> The problem: Among the entries below, only the lines starting at the one with "program is distributed" and ending at the one with "for more details.", both included, are to be printed exactly.

Source data:
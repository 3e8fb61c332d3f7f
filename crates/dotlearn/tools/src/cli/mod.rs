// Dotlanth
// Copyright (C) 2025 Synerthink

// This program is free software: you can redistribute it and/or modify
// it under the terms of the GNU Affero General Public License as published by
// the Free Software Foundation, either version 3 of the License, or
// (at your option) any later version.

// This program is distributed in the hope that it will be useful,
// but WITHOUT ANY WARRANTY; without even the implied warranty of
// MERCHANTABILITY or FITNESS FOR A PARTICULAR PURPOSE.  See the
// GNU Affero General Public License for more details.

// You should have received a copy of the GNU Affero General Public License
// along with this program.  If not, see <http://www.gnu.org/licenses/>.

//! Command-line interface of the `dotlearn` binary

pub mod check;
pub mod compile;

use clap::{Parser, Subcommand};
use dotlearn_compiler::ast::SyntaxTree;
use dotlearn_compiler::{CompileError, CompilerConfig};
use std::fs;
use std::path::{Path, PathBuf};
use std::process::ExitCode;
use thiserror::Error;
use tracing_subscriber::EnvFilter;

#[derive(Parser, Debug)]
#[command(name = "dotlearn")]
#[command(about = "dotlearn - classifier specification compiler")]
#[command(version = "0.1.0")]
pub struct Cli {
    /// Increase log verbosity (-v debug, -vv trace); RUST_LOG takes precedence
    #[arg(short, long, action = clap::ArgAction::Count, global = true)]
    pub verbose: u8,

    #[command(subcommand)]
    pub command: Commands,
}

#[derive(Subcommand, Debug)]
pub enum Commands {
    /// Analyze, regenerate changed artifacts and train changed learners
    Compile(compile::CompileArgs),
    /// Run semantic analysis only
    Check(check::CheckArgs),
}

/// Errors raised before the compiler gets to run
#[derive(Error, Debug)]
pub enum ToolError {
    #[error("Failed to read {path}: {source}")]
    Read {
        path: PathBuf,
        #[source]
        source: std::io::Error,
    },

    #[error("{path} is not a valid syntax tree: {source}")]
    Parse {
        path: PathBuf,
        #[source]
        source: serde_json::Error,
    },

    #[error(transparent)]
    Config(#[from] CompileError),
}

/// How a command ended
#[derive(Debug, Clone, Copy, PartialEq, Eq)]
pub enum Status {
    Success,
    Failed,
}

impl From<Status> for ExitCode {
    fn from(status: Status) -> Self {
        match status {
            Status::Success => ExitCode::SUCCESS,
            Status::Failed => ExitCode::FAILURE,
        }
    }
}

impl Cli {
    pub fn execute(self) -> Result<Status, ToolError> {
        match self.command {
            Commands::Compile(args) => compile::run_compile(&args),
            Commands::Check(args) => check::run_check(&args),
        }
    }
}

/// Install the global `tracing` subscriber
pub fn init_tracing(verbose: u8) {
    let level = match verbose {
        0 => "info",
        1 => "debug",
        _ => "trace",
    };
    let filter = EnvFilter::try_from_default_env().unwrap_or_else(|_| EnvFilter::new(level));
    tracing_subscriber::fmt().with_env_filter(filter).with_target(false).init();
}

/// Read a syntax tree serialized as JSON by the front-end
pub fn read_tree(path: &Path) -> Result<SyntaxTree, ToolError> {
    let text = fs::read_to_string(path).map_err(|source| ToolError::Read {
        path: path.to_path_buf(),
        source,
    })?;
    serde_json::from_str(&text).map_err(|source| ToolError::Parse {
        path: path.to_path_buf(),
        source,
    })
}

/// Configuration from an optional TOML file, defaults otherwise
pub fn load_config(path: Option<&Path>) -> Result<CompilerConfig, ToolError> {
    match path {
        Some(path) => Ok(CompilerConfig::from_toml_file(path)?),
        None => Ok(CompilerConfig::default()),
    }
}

> Solution:
// This program is distributed in the hope that it will be useful,
// but WITHOUT ANY WARRANTY; without even the implied warranty of
// MERCHANTABILITY or FITNESS FOR A PARTICULAR PURPOSE.  See the
// GNU Affero General Public License for more details.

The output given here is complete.